How could Jesus endure such unjust suffering in silence? It was not because He was a stoic who merely set His face like flint toward an unescapable fate. Rather, He walked through this suffering in patient confidence that His Father was in sovereign control of all things and was accomplishing His divine purposes through it all. Peter says here in verse 23 that, He “kept entrusting Himself to Him who judges righteously.” The Greek word here translated as entrusting has to do with “handing something over.” Interestingly, it is the same word used to describe how Judas “handed Jesus over” to the chief priests (Mark 14:10); how the Sanhedrin “handed Him over” to Pilate (Mark 15:1); how Pilate “handed him over” to the people’s will (Luke 23:25); and how he handed Jesus over to the soldiers for crucifixion (Mark 15:15). Jesus was being handed over from one authority to another as He endured His suffering, but all the while He was handing Himself over to a greater authority: not one that judged based on fear, people pleasing, personal protection, nationalistic concerns, but to One who judges righteously; One who is sovereign over all other authorities; One who is always in control and working to bring good to those whom He loves and glory to Himself. Jesus kept entrusting Himself to the Father in absolute confidence that His purposes would be fulfilled.

He suffered faithfully. His confidence in God’s sovereignty, God’s goodness, and God’s faithfulness never faltered. He knew that the Father had not disappeared, become unconcerned with His plight, become displeased with the Son or lost control of the situation. He handed Himself over to the Father in confident faith. O Christian, look down that path of your suffering and see the footprints that glow thereupon! They are not leading along the side roads of depression and despair, frustration and failure, anxiety and abandonment; they are leading us through suffering in confident faith. Christ example shows us that when, literally in His case, all hell breaks loose on earth, God is enthroned over it all, and is just as good and loving and faithful as He was in our most pleasant days. So walk on. We walk on in the assurance that we can depend on Him even in our most difficult days of suffering. Christ knew that His suffering was not the end. He had not wandered aimlessly into it; He was walking victoriously through it. And if we follow Him, we can embrace the cross of suffering, knowing that it meets on a path that leads to glory.

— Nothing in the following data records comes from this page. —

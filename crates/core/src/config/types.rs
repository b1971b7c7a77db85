use serde::{Deserialize, Serialize};
use std::time::Duration;

/// Root configuration
#[derive(Debug, Clone, Default, Deserialize, Serialize)]
pub struct Config {
    #[serde(default)]
    pub aggregator: AggregatorConfig,
    /// Named views, each aggregating a filtered subset of adapters
    #[serde(default)]
    pub views: Vec<ViewConfig>,
}

/// Aggregation configuration
#[derive(Debug, Clone, Deserialize, Serialize)]
pub struct AggregatorConfig {
    /// Joint deadline for all adapter queries of one call, in milliseconds (default: 40000)
    #[serde(default = "default_deadline_ms")]
    pub deadline_ms: u64,
    /// Upper bound for title resolution, in milliseconds (default: 10000); the deadline still applies
    #[serde(default = "default_resolver_timeout_ms")]
    pub resolver_timeout_ms: u64,
    /// Fail instead of returning an empty result when no adapter is selected
    #[serde(default)]
    pub require_adapters: bool,
    /// Derive title queries for adapters that can't search by IMDb id (default: true)
    #[serde(default = "default_true")]
    pub fallback: bool,
    /// Drop results that belong to a different movie (default: true)
    #[serde(default = "default_true")]
    pub filter_results: bool,
    /// Inclusion predicate for the "all" view (e.g., "!status:failing")
    #[serde(default)]
    pub filter: Option<String>,
}

impl AggregatorConfig {
    pub fn deadline(&self) -> Duration {
        Duration::from_millis(self.deadline_ms)
    }

    pub fn resolver_timeout(&self) -> Duration {
        Duration::from_millis(self.resolver_timeout_ms)
    }
}

impl Default for AggregatorConfig {
    fn default() -> Self {
        Self {
            deadline_ms: default_deadline_ms(),
            resolver_timeout_ms: default_resolver_timeout_ms(),
            require_adapters: false,
            fallback: true,
            filter_results: true,
            filter: None,
        }
    }
}

fn default_deadline_ms() -> u64 {
    40_000
}

fn default_resolver_timeout_ms() -> u64 {
    10_000
}

fn default_true() -> bool {
    true
}

/// A named aggregate view
#[derive(Debug, Clone, Deserialize, Serialize, PartialEq, Eq)]
pub struct ViewConfig {
    pub name: String,
    /// Predicate expression selecting the view's adapters (e.g., "lang:en+type:public")
    pub filter: String,
}

#[cfg(test)]
mod tests {
    use super::*;

    #[test]
    fn test_aggregator_defaults() {
        let config = AggregatorConfig::default();
        assert_eq!(config.deadline(), Duration::from_secs(40));
        assert_eq!(config.resolver_timeout(), Duration::from_secs(10));
        assert!(!config.require_adapters);
        assert!(config.fallback);
        assert!(config.filter_results);
        assert!(config.filter.is_none());
    }

    #[test]
    fn test_empty_config_uses_defaults() {
        let config: Config = toml::from_str("").unwrap();
        assert_eq!(config.aggregator.deadline_ms, 40_000);
        assert!(config.views.is_empty());
    }
}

If we are following Christ, He is leading us on the way of the cross. For this reason, Dietrich Bonhoeffer said, “The cross is laid on every Christian. … the cross is not the terrible end to an otherwise godfearing and happy life, but it meets us at the beginning of our communion with Christ. When Christ calls a man, He bids him come and die. … Suffering, then,” Bonhoeffer said, “is the badge of true discipleship.” More recently, Karen Jobes has written, “One cannot step into the footsteps of Jesus and head off in any other direction than the direction He took, and His foosteps lead to the cross, through the grave, and onward to glory.” The apostle Paul put it this way in 2 Corinthians 4:17. “For momentary, light affliction is producing for us an eternal weight of glory far beyond all comparison.”

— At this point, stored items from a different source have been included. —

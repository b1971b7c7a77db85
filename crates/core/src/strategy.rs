//! Selection of the fallback and filter strategies for a request.

use std::sync::Arc;

use tracing::warn;

use crate::adapter::SearchRequest;
use crate::config::AggregatorConfig;
use crate::fallback::{FallbackStrategy, ImdbTitleFallback};
use crate::filter::{ImdbTitleFilter, ResultFilter};
use crate::metadata::{MetadataResolver, TitleLookup};

/// Strategies scoped to exactly one request.
///
/// Never shared across aggregate calls: the strategies memoize resolver
/// results for their request.
#[derive(Debug)]
pub struct RequestStrategies {
    pub fallbacks: Vec<FallbackStrategy>,
    pub filter: ResultFilter,
}

impl RequestStrategies {
    /// No fallback, no filtering.
    pub fn none() -> Self {
        Self {
            fallbacks: Vec::new(),
            filter: ResultFilter::NoOp,
        }
    }
}

/// Maps a request to the strategies that apply to it.
pub trait StrategyProvider: Send + Sync {
    /// Provider name for logging.
    fn name(&self) -> &str;

    /// Build fresh strategies for one request.
    fn strategies_for(&self, request: &SearchRequest) -> RequestStrategies;
}

/// Provider that never falls back or filters.
#[derive(Debug, Clone, Copy, Default)]
pub struct DisabledStrategies;

impl StrategyProvider for DisabledStrategies {
    fn name(&self) -> &str {
        "disabled"
    }

    fn strategies_for(&self, _request: &SearchRequest) -> RequestStrategies {
        RequestStrategies::none()
    }
}

/// Provider for IMDb-keyed requests.
///
/// Requests carrying an IMDb id get title fallback and title filtering, both
/// backed by one shared [`TitleLookup`]. Everything else gets nothing.
pub struct ImdbStrategyProvider {
    resolver: Arc<dyn MetadataResolver>,
    fallback: bool,
    filter: bool,
}

impl ImdbStrategyProvider {
    pub fn new(resolver: Arc<dyn MetadataResolver>) -> Self {
        Self {
            resolver,
            fallback: true,
            filter: true,
        }
    }

    pub fn with_fallback(mut self, enabled: bool) -> Self {
        self.fallback = enabled;
        self
    }

    pub fn with_filter(mut self, enabled: bool) -> Self {
        self.filter = enabled;
        self
    }
}

impl StrategyProvider for ImdbStrategyProvider {
    fn name(&self) -> &str {
        "imdb"
    }

    fn strategies_for(&self, request: &SearchRequest) -> RequestStrategies {
        let Some(imdb_id) = request.imdb_id() else {
            return RequestStrategies::none();
        };

        let lookup = Arc::new(TitleLookup::new(Arc::clone(&self.resolver), imdb_id));

        let fallbacks = if self.fallback {
            vec![FallbackStrategy::ImdbTitle(ImdbTitleFallback::new(
                request.clone(),
                Arc::clone(&lookup),
            ))]
        } else {
            Vec::new()
        };

        let filter = if self.filter {
            ResultFilter::ImdbTitle(ImdbTitleFilter::new(request.clone(), lookup))
        } else {
            ResultFilter::NoOp
        };

        RequestStrategies { fallbacks, filter }
    }
}

/// Factory function to create a strategy provider from config
///
/// Without a resolver there is nothing to resolve titles with, so the
/// strategies are disabled regardless of the toggles.
pub fn create_strategy_provider(
    config: &AggregatorConfig,
    resolver: Option<Arc<dyn MetadataResolver>>,
) -> Arc<dyn StrategyProvider> {
    if !config.fallback && !config.filter_results {
        return Arc::new(DisabledStrategies);
    }
    match resolver {
        Some(resolver) => Arc::new(
            ImdbStrategyProvider::new(resolver)
                .with_fallback(config.fallback)
                .with_filter(config.filter_results),
        ),
        None => {
            warn!("No metadata resolver configured, IMDb fallback and filtering disabled");
            Arc::new(DisabledStrategies)
        }
    }
}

It maybe Crucifixion Friday now, all may be dark and painful. The cross we must bear for Christ may stand undeniably before you. But Resurrection Sunday is coming, and the footsteps of Christ lead us to it. Every year at Easter we sing Charles Wesley’s hymn, “Christ the Lord is Risen Today,” but the truths contained in that great hymn need to burn in our hearts every day. Particularly when we are suffering, it will help us to remember these words:

Soar we now where Christ hath led, Alleluia!
Following our exalted Head, Alleluia!
Made like Him, like Him we rise, Alleluia!
Ours the cross, the grave, the skies, Alleluia!